Closed hasufell closed 6 months ago
@hasufell thank you for the report. I'll create a PR soon.
There's no fix at the moment. At least none that is reviewed by the vendor.
Oh I just mean the PR to the advisory DB, not the affected package itself :upside_down_face:
Oh I just mean the PR to the advisory DB, not the affected package itself :upside_down_face:
Yes I know... just saying.
What do we tell people/maintainers now?
Afais, without an upstream patch, the only way to avoid it is to reject yaml flow style before passing it to the C parser. I doubt any library user can reasonably do that.
It would help to see a plausible POC or example malicious payload, i.e. what are the characteristics of a malicious payload? That would assist in developing advice on possible mitigations.
Afais, without an upstream patch, the only way to avoid it is to reject yaml flow style before passing it to the C parser. I doubt any library user can reasonably do that.
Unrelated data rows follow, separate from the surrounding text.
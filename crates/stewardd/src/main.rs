//! stewardd — the Steward daemon.
//!
//! Assembles the control loop against a set of collaborators and runs
//! it until shutdown:
//! - Decision ledger (redb)
//! - Analyzer / engine / executor, wired through the controller
//! - Event logging from the notification bus
//!
//! # Usage
//!
//! ```text
//! stewardd standalone --data-dir /var/lib/steward --config steward.toml
//! ```
//!
//! Standalone mode runs against the built-in simulated cluster; wiring
//! real providers means implementing the collaborator traits and
//! swapping them in here.

mod sim;

use std::path::PathBuf;
use std::sync::Arc;

use clap::{Parser, Subcommand};
use tracing::info;

use steward_controller::Controller;
use steward_core::ControlConfig;
use steward_ledger::DecisionLedger;

#[derive(Parser)]
#[command(name = "stewardd", about = "Steward optimization daemon")]
struct Cli {
    #[command(subcommand)]
    command: Command,
}

#[derive(Subcommand)]
enum Command {
    /// Run the loop in one process against the simulated cluster.
    Standalone {
        /// Data directory for the decision ledger.
        #[arg(long, default_value = "/var/lib/steward")]
        data_dir: PathBuf,

        /// TOML config file; absent keys fall back to defaults.
        #[arg(long)]
        config: Option<PathBuf>,

        /// Override the cycle interval in seconds.
        #[arg(long)]
        cycle_interval: Option<u64>,
    },
}

#[tokio::main]
async fn main() -> anyhow::Result<()> {
    tracing_subscriber::fmt()
        .with_env_filter(
            tracing_subscriber::EnvFilter::try_from_default_env()
                .unwrap_or_else(|_| "info,stewardd=debug,steward=debug".parse().unwrap()),
        )
        .init();

    let cli = Cli::parse();

    match cli.command {
        Command::Standalone {
            data_dir,
            config,
            cycle_interval,
        } => run_standalone(data_dir, config, cycle_interval).await,
    }
}

async fn run_standalone(
    data_dir: PathBuf,
    config_path: Option<PathBuf>,
    cycle_interval: Option<u64>,
) -> anyhow::Result<()> {
    info!("Steward daemon starting in standalone mode");

    let mut config = match &config_path {
        Some(path) => {
            let doc = std::fs::read_to_string(path)?;
            let config = ControlConfig::from_toml(&doc)?;
            info!(path = ?path, "config loaded");
            config
        }
        None => ControlConfig::default(),
    };
    if let Some(secs) = cycle_interval {
        config.cycle_interval_secs = secs;
    }

    std::fs::create_dir_all(&data_dir)?;
    let ledger_path = data_dir.join("steward.redb");
    let ledger = DecisionLedger::open(
        &ledger_path,
        config.ledger_capacity,
        config.snapshot_capacity,
    )?;
    info!(path = ?ledger_path, "decision ledger opened");

    let cluster = Arc::new(sim::SimCluster::over_provisioned());
    info!("simulated cluster initialized");

    let controller = Arc::new(
        Controller::builder()
            .metrics(cluster.clone())
            .topology(cluster.clone())
            .mutator(cluster.clone())
            .budget(cluster)
            .ledger(ledger)
            .config(config)
            .build()?,
    );

    // ── Background tasks ───────────────────────────────────────

    // Event log: every bus notification becomes a log line.
    let mut events = controller.subscribe();
    let event_handle = tokio::spawn(async move {
        while let Ok(event) = events.recv().await {
            info!(topic = event.topic(), "event");
        }
    });

    let handle = controller.start();

    // ── Graceful shutdown on Ctrl-C ────────────────────────────

    tokio::signal::ctrl_c().await?;
    info!("shutdown signal received");
    handle.stop().await;
    event_handle.abort();

    let stats = controller.statistics()?;
    info!(
        decisions = stats.total,
        executed = stats.executed,
        rolled_back = stats.rolled_back,
        "Steward daemon stopped"
    );
    Ok(())
}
It's not about the parser. I also don't know how to reproduce, but at least it seems clear that this is about the emitter when using the document loader / dumper. The parser is safe here.
To expand... from what I understand @perlpunk is still investigating whether this is a libyaml issue at all: https://github.com/yaml/libyaml/issues/258
It is a libyaml issue, but https://github.com/yaml/libyaml/pull/290 should mitigate it. And the POP from the empty stack only happened when using canonical mode in the emitter, which is very rare.
@hasufell revisiting this and requesting your input on what you want us to do.
We can file an advisory, to the effect of "there seems to be an issue, we don't know exactly how bad it is or how to exploit it, and the clib upstream is unresponsive, so we have no idea if/when it would be fixed". And, we will have a stab at the CVSS score. The advisory would not be particularly informative or actionable, except for dependent packages to migrate away (and there's a lot of those).
Or, because there does not seem to be a known plausible way to exploit it, we can wait and see until the situation becomes clearer. When the issue is clearer or the (presumed) fix is available and adopted, we can issue the advisory then.
Finally, if you want to integrate the fix into the bundled code yourself, we can publish the advisory with the fix version. Carrying downstream modifications is an unpleasant situation. But when upstream is unresponsive, it is a reasonable course. In this case we'd be happy to issue the advisory and indicate the fix version, but the CVSS and info about the vuln would still be mostly guesswork.
Whatever you prefer, SRT will do.
the clib upstream is unresponsive
Upstream has reproduced the issue. They've also created a PR to fix it:
So this seems to be legit.
I had a closer look at the libyaml and the fuzzer code and think there is nothing to exploit. see my comment here: https://github.com/yaml/libyaml/issues/258#issuecomment-2058613931
FYI: I'm currently trying to get the CVE rejected. Hopefully I contacted the right people.
@perlpunk thank you for the updates.
The CVE is now rejected: https://www.cve.org/CVERecord?id=CVE-2024-3205
Thanks for the followup. Please re-open if this is still relevant.
@hasufell just want to confirm whether you are ok with this outcome?